The Variant Calling Plugin
The Ion Torrent Variant Calling Plugin (now renamed "Germ Line Variant Calling Plugin") calls SAMtools, a set of tools that process alignments in the SAM/BAM format. First it calls samtools mpileup, which computes the likelihood of the data given specific quality parameters. The Variant Calling Plugin then applies bcftools to use that prior data to call the variants. Finally it calls ‘vcf_filter.pl,’ to filter out some of the data. The resulting variants are printed out in the report. Because the standard SAMtools settings are tuned toward data that doesn’t include as many insertion and deletion sequencing errors as Ion Torrent data, the Variant Calling Plugin reduces the number of INDEL variants that it detects by specifying a minimum quality requirement for each site that is considered, ignoring sites where the reference sequence is ambiguous, ignoring sites with small insertions or deletions with relatively low coverage, lowering the probability that a gap opening is a true variant rather than a sequencing error, lowering the probability that a gap extension is a true variant rather than a sequencing error, and selecting for sites with homopolymer errors.

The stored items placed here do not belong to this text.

//! # Mock FIX Trading Venue Core
//!
//! The matching core of a mock FIX trading venue: per-instrument order books, a price/time
//! priority matching engine producing partial and full fills, and a session-facing mediator
//! that validates intake, authorizes cancellation and routes fills back to the owning session.
//!
//! ## Key Features
//!
//! - **Priority ordering**: a strict total order over each side of the market — price, then
//!   last-update time, then remaining quantity (larger first), then order ID — so sorted
//!   stacks are deterministic and never drop entries as accidental duplicates.
//!
//! - **Pure matching engine**: matching is a stateless function from two sorted books to a
//!   list of fills. A pass clears the single best crossing price level, fully absorbing the
//!   smaller side and leaving at most one partially filled order on the larger side; orders
//!   priced worse than the level are never touched in that pass.
//!
//! - **Crossed-market rejection at intake**: an order that would cross the opposite best
//!   price is rejected before it reaches a stack, which is what entitles the matcher to
//!   treat an actually crossed book as a fatal internal-consistency error.
//!
//! - **Per-instrument, per-side locking**: each side of each book sits behind its own
//!   reader/writer lock. Different instruments never contend; within one instrument, reads
//!   (best price, snapshots) share a lock while mutations take it exclusively, and the
//!   matching pass is the only dual-lock operation, always acquiring bids before asks.
//!
//! - **Match events**: every non-empty matching pass publishes exactly one event carrying
//!   all fills of the pass. Events can be consumed synchronously through a listener or
//!   fanned into a channel-backed feed (std thread or Tokio task) for off-thread
//!   processing.
//!
//! - **Session bookkeeping at the boundary**: the mediator assigns order IDs, records which
//!   session owns which order, rejects cancels from non-owners with wire-ready reject
//!   codes, and clears a session's orders on logout.
//!
//! ## Scope
//!
//! This crate is the venue core only. FIX message encoding/decoding, acceptor lifecycle,
//! heartbeats and the command-queue plumbing that feeds the core belong to the protocol
//! layer driving it. Only limit orders are supported, matching never crosses instruments,
//! and book state is not persisted.
//!
//! ## Example
//!
//! ```rust
//! use fixmatch_rs::prelude::*;
//! use rust_decimal::Decimal;
//! use std::sync::Arc;
//!
//! let listener: ExecutionListener = Arc::new(|fill, session| {
//!     println!("fill {} x {} for session {session}", fill.matched_quantity, fill.order_id);
//! });
//! let mediator = OrderMediator::new(listener);
//!
//! let buyer = SessionId::new("FIX.4.2:BUYER->VENUE");
//! let seller = SessionId::new("FIX.4.2:SELLER->VENUE");
//!
//! mediator
//!     .add_order(
//!         &buyer,
//!         OrderType::Limit,
//!         "GOLD",
//!         Side::Bid,
//!         "ord-1",
//!         TradingAccount::none(),
//!         Decimal::from(20),
//!         Some(Decimal::from(10)),
//!     )
//!     .unwrap();
//!
//! // Crosses the resting bid at 10, so the pass after this add fills both orders.
//! mediator
//!     .add_order(
//!         &seller,
//!         OrderType::Limit,
//!         "GOLD",
//!         Side::Ask,
//!         "ord-2",
//!         TradingAccount::none(),
//!         Decimal::from(20),
//!         Some(Decimal::from(10)),
//!     )
//!     .unwrap();
//! ```

pub mod orderbook;

pub mod prelude;
mod utils;

pub use orderbook::error::OrderBookError;
pub use orderbook::events::{MatchEvent, MatchFeedStd, MatchFeedTokio, MatchListener};
pub use orderbook::matching::{MatchKind, OrderMatch, match_orders};
pub use orderbook::mediator::{CancelRejectReason, ExecutionListener, OrderMediator, SessionId};
pub use orderbook::order::{Contract, Order, OrderId, OrderType, Side, TradingAccount};
pub use orderbook::repository::OrderRepository;
pub use orderbook::snapshot::{BookSnapshot, OrderSnapshot};
pub use orderbook::stack::OrderStack;
pub use utils::current_time_millis;
//! Small shared helpers.

use std::time::{SystemTime, UNIX_EPOCH};

/// Current wall-clock time as milliseconds since the Unix epoch.
///
/// Order timestamps only need millisecond resolution; ties are broken by
/// quantity and then order ID further down the priority chain.
pub fn current_time_millis() -> u64 {
    SystemTime::now()
        .duration_since(UNIX_EPOCH)
        .map(|d| d.as_millis() as u64)
        .unwrap_or(0)
}
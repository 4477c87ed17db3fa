use fixmatch_rs::orderbook::ordering::compare;
use fixmatch_rs::prelude::*;
use proptest::prelude::*;
use rust_decimal::Decimal;
use std::cmp::Ordering;

const BASE_TIME: u64 = 1_700_000_000_000;

fn order_from(id: u64, side: Side, price: i64, quantity: i64, time_offset: u64) -> Order {
    let quantity = Decimal::from(quantity);
    Order::restore(
        OrderId(id),
        OrderType::Limit,
        Contract::new("TEST"),
        side,
        Decimal::from(price),
        quantity,
        quantity,
        BASE_TIME + time_offset,
        format!("cl-{id}"),
        TradingAccount::none(),
    )
}

/// Narrow key ranges on purpose: collisions in price, time and quantity
/// are what push the comparison down its tie-break chain.
fn arb_order(side: Side) -> impl Strategy<Value = Order> {
    (any::<u64>(), 1i64..4, 1i64..4, 0u64..3)
        .prop_map(move |(id, price, quantity, offset)| order_from(id, side, price, quantity, offset))
}

fn arb_side() -> impl Strategy<Value = Side> {
    prop_oneof![Just(Side::Bid), Just(Side::Ask)]
}

proptest! {
    #[test]
    fn prop_comparison_is_total_and_antisymmetric(
        (x, y) in arb_side().prop_flat_map(|s| (arb_order(s), arb_order(s))),
    ) {
        let xy = compare(&x, &y).unwrap();
        let yx = compare(&y, &x).unwrap();
        prop_assert_eq!(xy, yx.reverse());
        if x.id() != y.id() {
            // Distinct orders never compare equal: the ID tie-break makes
            // the order strict.
            prop_assert_ne!(xy, Ordering::Equal);
        }
    }

    #[test]
    fn prop_comparison_is_transitive(
        (x, y, z) in arb_side().prop_flat_map(|s| (arb_order(s), arb_order(s), arb_order(s))),
    ) {
        let xy = compare(&x, &y).unwrap();
        let yz = compare(&y, &z).unwrap();
        if xy == yz {
            prop_assert_eq!(compare(&x, &z).unwrap(), xy);
        }
        if xy != Ordering::Greater && yz != Ordering::Greater {
            prop_assert_ne!(compare(&x, &z).unwrap(), Ordering::Greater);
        }
    }

    #[test]
    fn prop_cross_side_comparison_always_fails(
        bid in arb_order(Side::Bid),
        ask in arb_order(Side::Ask),
    ) {
        prop_assert!(compare(&bid, &ask).is_err());
        prop_assert!(compare(&ask, &bid).is_err());
    }

    #[test]
    fn prop_better_price_always_outranks(
        side in arb_side(),
        quantity_a in 1i64..100,
        quantity_b in 1i64..100,
        offset_a in 0u64..1000,
        offset_b in 0u64..1000,
    ) {
        // Whatever the quantities and times, price decides first.
        let (better_price, worse_price) = match side {
            Side::Bid => (11, 10),
            Side::Ask => (10, 11),
        };
        let better = order_from(1, side, better_price, quantity_a, offset_a);
        let worse = order_from(2, side, worse_price, quantity_b, offset_b);
        prop_assert_eq!(compare(&better, &worse).unwrap(), Ordering::Less);
    }
}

The Variant Calling Plugin first calls samtools to compute the likelihood of the data and uses the following command.
samtools mpileup -d 10000 -L 1000 -Q 7 -h 50 -o 10 -e 17 -m 4 \ –f [REFERENCE.fasta] -g [ALIGNMENT.bam] -d 10,000 – at a position, read maximally 10,000 reads per input BAM (default 250) -L 1,000 – skip INDEL calling if the average per-sample depth is above 1,000 (default 250) -Q 7 – Minimum base quality of 7 required to be considered (default 13) -h 50 – Coefficient for modeling homopolymer errors. Given an L long homopolymer run, the sequencing error of an indel of size s is modeled as 50*s/L. (default 100) -o 10 – Phred-scaled gap open sequencing error probability. Reducing the number leads to more indel calls. (default 40) -e 17 – Phred-scaled gap extension error probability. Reducing the number leads to longer indels. (default 20) -m 4 – minimum of 4 gapped reads for an indel candidate (default 1) -g – generate a BCF output with computed likelihoods.
After this BCF output is created the Variant Calling Plugin calls bcftools view to do the actual variant calling.
bcftools view -e -g -c -v -N -i -1 [BCF_from_MPILEUP] -e – perform a likelihood based analysis -g – call genotypes at variant sites -c – SNP calling -v – output potential variant sites only -N – skip sites where REFERENCE is not A/C/G/T -i – indel-to-substitution ratio of -1
This produces a list of variants that is further filtered with a perl script called vcf_filter.pl
perl vcf_filter.pl -d 2 -D 10000000 -w 0 -W 0 -s 1 -S 1 -H 2 -d 2 – minimum read depth -D 10,000,000 – maximum read depth -w 0 – SNP within 0 bp around a gap to be filtered -W 0 – window size for filtering adjacent gaps -s 1 – minimum read depth of 1 for SNPs on each strand -S 1 – minimum read depth of 1 for INDELs on each strand -H 2 – minimum read depth of 2 for Homopolymer INDELs on each strand Additional filtering settings: -1 0.0001 – min P-value for strand bias (given PV4) -2 1e-100 – min P-value for baseQ bias -3 0 – min P-value for mapQ bias -4 0.0001 – min P-value for end distance bias
This script filters out the remaining variants to achieve the list of variants reported by the Variant Calling Plugin.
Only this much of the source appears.